New guidelines from the US Substance Abuse and Mental Health Services Administration (SAMHSA), effective October 2010, allowed LC/MS/MS methods to be used for confirmation of initial drug tests [1]. LC/MS/MS methods are often less complicated than previously employed GC/MS methods because they do not typically require a derivatization step. We present a method for analysis of opiates that meets the most recent SAMHSA guidelines to demonstrate linearity, limit of detection (LOD), accuracy and precision, as well as measurement of matrix effects, extraction recovery, and overall process efficiency. This is one of a suite of six simplified methods covering all classes of SAMHSA-regulated drugs and using premier Agilent products, including Agilent Bond Elut Plexa PCX mixed-mode polymeric SPE, Agilent Poroshell 120 EC-C18, 2.7 µm superficially porous LC column, Agilent 1200 Infinity LC system, and Agilent 6460 Triple Quadrupole LC/MS system with Agilent Jet Stream Technology (AJST) enhanced electrospray source.

Introduction

Opiates (morphine and codeine) are natural alkaloids found in the resin of the opium poppy. Codeine is currently the most widely used opiate in the world. In addition to detection of morphine and codeine, guidelines from SAMHSA require the confirmation method to demonstrate the ability to distinguish these drugs from structurally related compounds, such as the semisynthetic opioids: hydromorphone, oxymorphone, hydrocodone, oxycodone, and the codeine metabolite norcodeine [2]. 

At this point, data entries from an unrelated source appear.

impl FrameGenHandle {
    pub fn set_enabled(&self, enabled: bool) {
        self.shared.enabled.store(enabled, Ordering::Release);
    }

    pub fn is_enabled(&self) -> bool {
        self.shared.enabled.load(Ordering::Acquire)
    }

    pub fn set_mode(&self, mode: FrameGenMode) {
        self.shared.mode.store(mode.as_raw(), Ordering::Release);
    }

    pub fn mode(&self) -> FrameGenMode {
        self.shared.mode()
    }

    /// Stats copy. Reading clears `scene_change_detected`.
    pub fn stats(&self) -> FrameGenStats {
        self.shared.stats().read()
    }

    /// Extra latency introduced by frame generation, 0 when it is inactive.
    pub fn latency_compensation_us(&self) -> u64 {
        self.shared.latency_compensation_us()
    }

    pub fn current_frame_id(&self) -> FrameId {
        self.shared.current_id.load(Ordering::Acquire)
    }

    /// Whether the most recent interval presented a generated frame.
    pub fn last_interval_generated(&self) -> bool {
        self.shared.last_interval_generated.load(Ordering::Acquire)
    }

    /// Whether the next submitted frame is expected to be preceded by a
    /// generated one. Scene changes and low confidence can still skip it.
    pub fn expects_generated(&self) -> bool {
        self.shared.generating() && self.shared.primed.load(Ordering::Acquire)
    }

    /// Id source the context assigns presented ids from.
    pub fn frame_ids(&self) -> Arc<FrameIdSource> {
        self.shared.ids.clone()
    }
}

// ============================================================================
// Output targets
// ============================================================================

/// Two engine-owned images, alternated between generated frames so the
/// compositor never writes the image the presentation engine is reading.
struct OutputTargets {
    device: Arc<dyn Device>,
    images: [ImageHandle; 2],
    next: usize,
}

impl OutputTargets {
    fn create(device: Arc<dyn Device>, width: u32, height: u32) -> NvvkResult<Self> {
        let first = device
            .create_image(width, height)
            .map_err(|e| output_alloc_error(e, width, height))?;
        let second = match device.create_image(width, height) {
            Ok(image) => image,
            Err(e) => {
                device.destroy_image(first);
                return Err(output_alloc_error(e, width, height));
            }
        };

        Ok(Self {
            device,
            images: [first, second],
            next: 0,
        })
    }

    fn peek(&self) -> ImageHandle {
        self.images[self.next]
    }

    fn advance(&mut self) {
        self.next = 1 - self.next;
    }
}

impl Drop for OutputTargets {
    fn drop(&mut self) {
        for image in self.images {
            self.device.destroy_image(image);
        }
    }
}

fn output_alloc_error(err: DeviceError, width: u32, height: u32) -> NvvkError {
    match err {
        DeviceError::OutOfMemory => {
            NvvkError::OutOfMemory(format!("output target {width}x{height}"))
        }
        other => other.into(),
    }
}

// ============================================================================
// Context
// ============================================================================

struct IntervalResult {
    outcome: IntervalOutcome,
    generated: Option<GeneratedFrame>,
    field: Option<MotionField>,
    unsupported: Option<NvvkError>,
}

impl IntervalResult {
    fn skipped(reason: SkipReason) -> Self {
        Self {
            outcome: IntervalOutcome::Skipped(reason),
            generated: None,
            field: None,
            unsupported: None,
        }
    }
}

/// Frame generation state for one render target.
pub struct FrameGenContext {
    shared: Arc<Shared>,
    estimator: Capability<Arc<dyn MotionEstimator>>,
    compositor: Arc<dyn FrameCompositor>,
    device: Arc<dyn Device>,
    clock: Arc<dyn Clock>,
    history: FrameHistoryBuffer,
    detector: SceneChangeDetector,
    interpolator: Interpolator,
    sequencer: PresentationSequencer,
    targets: OutputTargets,
    unsupported: SupportLatch,
    width: u32,
    height: u32,
    temporal_position: f32,
    budget_overrun_logged: bool,
}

Both morphine and codeine are extensively metabolized in the body. Morphine is metabolized primarily into morphine-
3-glucuronide and morphine-6-glucuronide. Codeine’s major metabolites are morphine, codeine-6-glucuronide, and norcodeine. Because both morphine and codeine are found in urine largely in the form of glucuronide conjugates, SAMHSA requires measurement of the total concentration of each compound. A full conversion of glucuronides back to parent species must be performed prior to analysis. The most reliable conversion method ensuring complete recovery of free opiates is acid hydrolysis. Frequently used enzymatic hydrolysis often leads to incomplete recovery of parent compounds which could lead to false negative results [3]. 

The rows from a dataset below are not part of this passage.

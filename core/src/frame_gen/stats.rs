//! Frame generation statistics.

use serde::Serialize;

/// Snapshot returned by `get_stats` (`NvvkFrameGenStats` plus extras).
#[derive(Debug, Clone, Copy, Default, PartialEq, Serialize)]
pub struct FrameGenStats {
    /// Generated frames that were presented
    pub generated_frames: u64,
    /// Intervals where generation was attempted but nothing was presented
    pub skipped_frames: u64,
    /// Exponential average of generation time
    pub avg_gen_time_us: u64,
    /// Exponential average of interpolation confidence, in [0, 1]
    pub confidence: f32,
    /// A scene change happened since the last read
    pub scene_change_detected: bool,
    pub budget_overruns: u64,
    /// Results dropped because the engine was disabled mid-generation
    pub discarded_frames: u64,
    pub real_frames: u64,
    /// Exponential average of the interval between real frames
    pub avg_real_interval_us: u64,
}

/// Owns the counters and averages; everything else reads copies.
#[derive(Debug, Clone)]
pub struct StatsAggregator {
    stats: FrameGenStats,
    alpha: f64,
    gen_time_ema: Option<f64>,
    confidence_ema: Option<f64>,
    interval_ema: Option<f64>,
    last_real_us: Option<u64>,
}

fn ema(current: Option<f64>, sample: f64, alpha: f64) -> f64 {
    match current {
        Some(avg) => avg + alpha * (sample - avg),
        None => sample,
    }
}

impl StatsAggregator {
    pub fn new(alpha: f32) -> Self {
        Self {
            stats: FrameGenStats::default(),
            alpha: f64::from(alpha.clamp(0.01, 1.0)),
            gen_time_ema: None,
            confidence_ema: None,
            interval_ema: None,
            last_real_us: None,
        }
    }

    pub fn record_real(&mut self, timestamp_us: u64) {
        self.stats.real_frames += 1;
        if let Some(last) = self.last_real_us {
            let interval = timestamp_us.saturating_sub(last) as f64;
            let avg = ema(self.interval_ema, interval, self.alpha);
            self.interval_ema = Some(avg);
            self.stats.avg_real_interval_us = avg.round() as u64;
        }
        self.last_real_us = Some(timestamp_us);
    }

    /// Account for an interpolation pass, presented or not.
    pub fn record_generation(&mut self, generation_time_us: u64, confidence: f32, over_budget: bool) {
        let avg = ema(self.gen_time_ema, generation_time_us as f64, self.alpha);
        self.gen_time_ema = Some(avg);
        self.stats.avg_gen_time_us = avg.round() as u64;

        let conf = ema(
            self.confidence_ema,
            f64::from(confidence.clamp(0.0, 1.0)),
            self.alpha,
        );
        self.confidence_ema = Some(conf);
        self.stats.confidence = (conf as f32).clamp(0.0, 1.0);

        if over_budget {
            self.stats.budget_overruns += 1;
        }
    }

    pub fn record_presented(&mut self) {
        self.stats.generated_frames += 1;
    }

    pub fn record_low_confidence(&mut self) {
        self.stats.skipped_frames += 1;
    }

    pub fn record_scene_change(&mut self) {
        self.stats.skipped_frames += 1;
        self.stats.scene_change_detected = true;
    }

    pub fn record_discarded(&mut self) {
        self.stats.discarded_frames += 1;
    }

    /// Copy without side effects.
    pub fn snapshot(&self) -> FrameGenStats {
        self.stats
    }

    /// Copy for a stats read; clears the scene change flag.
    pub fn read(&mut self) -> FrameGenStats {
        let out = self.stats;
        self.stats.scene_change_detected = false;
        out
    }

    /// Forget the real-frame timeline, e.g. after a history reset.
    pub fn restart_timeline(&mut self) {
        self.last_real_us = None;
    }
}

The SAMHSA-established confirmation cutoff concentration for morphine and codeine is 2,000 ng/mL [1]. Because high concentrations of opiates can be expected in some urine samples, we chose to use a higher capacity 3 mm id Poroshell 120 column instead of a 2 mm id column for all Agilent SAMHSA methods. With superficially porous 2.7 µm particles, Poroshell 120 provides similar efficiency to sub-2 µm UHPLC columns but with about 40% less back pressure. It, therefore, allows users of even 400 bar LC systems to increase resolution and to shorten both analysis and re-equilibration times by applying a higher flow rate.

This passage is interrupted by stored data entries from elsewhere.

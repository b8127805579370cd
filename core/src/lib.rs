//! NVVK Core - frame generation and low-latency pacing
//!
//! This crate holds the engines that sit between a Vulkan renderer and its
//! swapchain on NVIDIA hardware.
//!
//! # Architecture
//!
//! - [`FrameGenContext`] - Interpolates one generated frame between each pair
//!   of real frames and orders them for presentation
//! - [`LowLatencyContext`] - Per-frame latency markers and pacing sleeps
//! - [`DiagnosticsContext`] - Checkpoint log for post-mortem of a device loss
//! - [`Device`] - Capability layer the contexts are built on; [`HeadlessDevice`]
//!   implements it in software

pub mod clock;
pub mod config;
pub mod device;
pub mod diagnostics;
pub mod error;
pub mod frame_gen;
#[cfg(test)]
mod integration;
pub mod low_latency;
#[cfg(test)]
pub mod test_utils;

pub use clock::{Clock, SystemClock};
pub use config::NvvkConfig;
pub use device::{
    Capability, Device, HeadlessConfig, HeadlessDevice, SemaphoreSignaler, SyntheticMotion,
    detect_nvidia_gpu, is_nvidia_device,
};
pub use diagnostics::{Checkpoint, CheckpointMarker, DiagnosticsContext, PipelineStage};
pub use error::DeviceError;
pub use frame_gen::{
    FrameGenContext, FrameGenHandle, FrameGenStats, GeneratedFrame, IntervalOutcome,
    IntervalPresentation, PresentedFrame, PresentedKind, RealFrame, SkipReason,
};
pub use low_latency::{LatencyReader, LatencyStats, LowLatencyContext, SleepReport};

// Re-export the shared value types so most callers need only this crate
pub use nvvk_shared::{
    FrameGenMode, FrameId, FrameTimings, ImageHandle, LatencyMarker, NvvkError, NvvkResult,
    ResultCode,
};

The extraction method described in this application note provides reproducible high recoveries of morphine and codeine due to the unique properties of the Agilent Bond Elut Plexa polymer. Unlike other polymeric sorbents, Plexa possesses an amide-free hydroxylated particle surface that excludes protein binding. This results in minimized ion suppression and maximum sensitivity. Fast flow and reproducible performance are due to the narrow particle size distribution with no fines to cause blockages.

With a low sample injection volume of 2 µL and no sample preconcentration, the method demonstrates excellent signal‑to-noise (S/N) ratios for both morphine and codeine (>150:1 at 200 ng/mL, 10% of the SAMHSA confirmation cutoff) due to the enhanced sensitivity of the Agilent 6460 Triple Quadrupole LC/MS with the AJST electrospray source.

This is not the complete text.